Dispersants (C) which are suitable are a multiplicity of active compounds 
which are expediently classified into surface-active dispersants, such as 
nonionic, anionic, cationic and ampholytic dispersants, into partially 
surface-active dispersants, such as high-molecular-weight substances and 
natural products, and into dispersants generally having low surface 
activity, such as inorganic and special dispersion aids. An overview view 
is cited in Ullmans Encyklopadie der technischen Chemie [Ullmans 
Encyclopedia of Industrial Chemistry], Verlag Chemie Weinheim, 4th Edition 
1975, Volume 10, pp. 449-473. 
Preferably, the dispersant (C) is selected from the following dispersion 
aids below: 
1. Alkyl sulfates, for example having a chain length of 8-18 C atoms, alkyl 
ether sulfates having 8 -18 C atoms in the hydrophobic radical and 1-40 
ethylene oxide (EO) or propylene oxide (PO) units. 
2. Sulfonates, e.g. alkyl sulfonates having 8-18 C atoms, alkylaryl 
sulfonates having 8-18 C atoms, esters and half esters of sulfosuccinic 
acid with monohydric alcohols or alkylphenols having 4-15 C atoms; if 
appropriate these alcohols or alkylphenols can also be ethoxylated with 
1-40 EO units. 
3. Alkali metal salts and ammonium salts of carboxylic acids and 
poly(alkylene glycol)ether carboxylic acids having 8-20 C atoms in the 
alkyl, aryl, alkaryl or aralkyl radical and 1-40 EO or PO units. 
4. Partial phosphoric esters and their alkali metal salts and ammonium 
salts, e.g. alkyl and alkaryl phosphates having 8-20 C atoms in the 
organic radical, alkylether phosphates or alkarylether phosphates having 
8-20 C atoms in the alkyl or alkaryl and 1-40 EO units. 

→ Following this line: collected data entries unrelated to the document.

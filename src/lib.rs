//! Skimmer: a priority-driven storefront scraper
//!
//! This crate implements a sequential web crawler that dispatches fetched
//! pages to registered page types, follows the links they extract, and hands
//! selected results to a pluggable sink.

pub mod config;
pub mod crawler;
pub mod job;
pub mod pages;
pub mod registry;
pub mod sink;

use thiserror::Error;

/// Main error type for Skimmer operations
#[derive(Debug, Error)]
pub enum SkimmerError {
    #[error("Configuration error: {0}")]
    Config(#[from] ConfigError),

    #[error("URL parse error: {0}")]
    UrlParse(#[from] url::ParseError),

    #[error("HTTP client error: {0}")]
    Reqwest(#[from] reqwest::Error),

    #[error("Sink error: {0}")]
    Sink(#[from] sink::SinkError),

    #[error("IO error: {0}")]
    Io(#[from] std::io::Error),
}

/// Configuration-specific errors
#[derive(Debug, Error)]
pub enum ConfigError {
    #[error("Failed to read config file: {0}")]
    Io(#[from] std::io::Error),

    #[error("Failed to parse TOML: {0}")]
    Parse(#[from] toml::de::Error),

    #[error("Validation error: {0}")]
    Validation(String),
}

/// Result type alias for Skimmer operations
pub type Result<T> = std::result::Result<T, SkimmerError>;

/// Result type alias for configuration operations
pub type ConfigResult<T> = std::result::Result<T, ConfigError>;

// Re-export commonly used types
pub use config::Config;
pub use crawler::{Crawler, CrawlStats, Fetcher, RetryPolicy};
pub use job::{Job, JobResult, JobStatus, Method};
pub use registry::{PageType, Registry};
pub use sink::ResultProcessor;
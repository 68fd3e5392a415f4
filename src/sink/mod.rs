//! Result processor boundary
//!
//! The crawl core hands results of forwarding page types to a
//! [`ResultProcessor`]; what the processor makes of them — field extraction,
//! on-disk formats — is entirely its own concern. The concrete
//! [`ProductSink`] turns product pages into records and persists them as
//! JSON and CSV.

mod product;

pub use product::{extract_product, ProductRecord, ProductSink};

use crate::job::JobResult;
use thiserror::Error;

/// Errors that can occur inside a result processor
#[derive(Debug, Error)]
pub enum SinkError {
    #[error("IO error: {0}")]
    Io(#[from] std::io::Error),

    #[error("Failed to serialize records: {0}")]
    Json(#[from] serde_json::Error),

    #[error("Failed to write CSV: {0}")]
    Csv(#[from] csv::Error),

    #[error("Result for {url} has no parseable body")]
    NoContent { url: String },

    #[error("Missing {field} in product markup for {url}")]
    MissingField { url: String, field: &'static str },
}

/// Result type for sink operations
pub type SinkResult<T> = Result<T, SinkError>;

/// External sink consuming forwarded crawl results
///
/// `process` is invoked synchronously, in crawl order, once per forwarded
/// result. Errors are logged by the orchestrator and never abort the crawl;
/// implementations own their error isolation beyond that. `finalize` is
/// invoked exactly once after the crawl loop stops, for batched
/// persistence.
pub trait ResultProcessor {
    fn process(&mut self, result: &JobResult) -> SinkResult<()>;

    fn finalize(&mut self) -> SinkResult<()> {
        Ok(())
    }
}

5. Alkyl polyglycol ethers, preferably those having 2-40 EO units and alkyl 
radicals of 4-20 atoms. 
6. Alkylaryl polyglycol ethers having 2-40 EO units and 8-20 C atoms in the 
alkyl and aryl radicals. 
7. Ethylene oxide/propylene oxide (EO/PO) block copolymers having 8-40 EO 
or PO units. 
8. Fatty acid polyglycol esters having 6-24 C atoms and 2-40 EO units. 
9. Fatty esters of glycerol, sorbitol and pentaerythritol. 
10. Alkylpolyglycosides of the general formula R""--O--Z.sub.c, where R"" 
denotes a linear or branched, saturated or unsaturated alkyl radical 
having on average 8-24 C atoms and Z.sub.o denotes an oligoglycoside 
radical having on average o=1-10 hexose or pentose units or mixtures 
thereof. 
11. Polar-group-containing linear organopolysiloxanes having alkoxy groups 
and up to 24 C atoms and/or up to 40 EO and/or PO groups. 
12. Salts of primary, secondary and tertiary fatty amines having 8-24 C 
atoms with acetic acid, sulfuric acid, hydrochloric acid and phosphoric 
acids. 
13. Quaternary alkyl- and alkylbenzylammonium salts, whose alkyl groups 
have 1-24 C atoms, in particular the halides, sulfates, phosphates, 
acetates and hydroxides. 
14. Alkylpyridinium, alkylimidazolinium and alkyloxazolinium salts whose 
alkyl chain has up to 18 C atoms, especially in the form of their halides, 
sulfates, phosphates and acetates. 
15. High-molecular-weight substances such as polymers, e.g. poly(vinyl 
alcohol) and mixed polymers, such as vinylacetate/ethylene polymers. 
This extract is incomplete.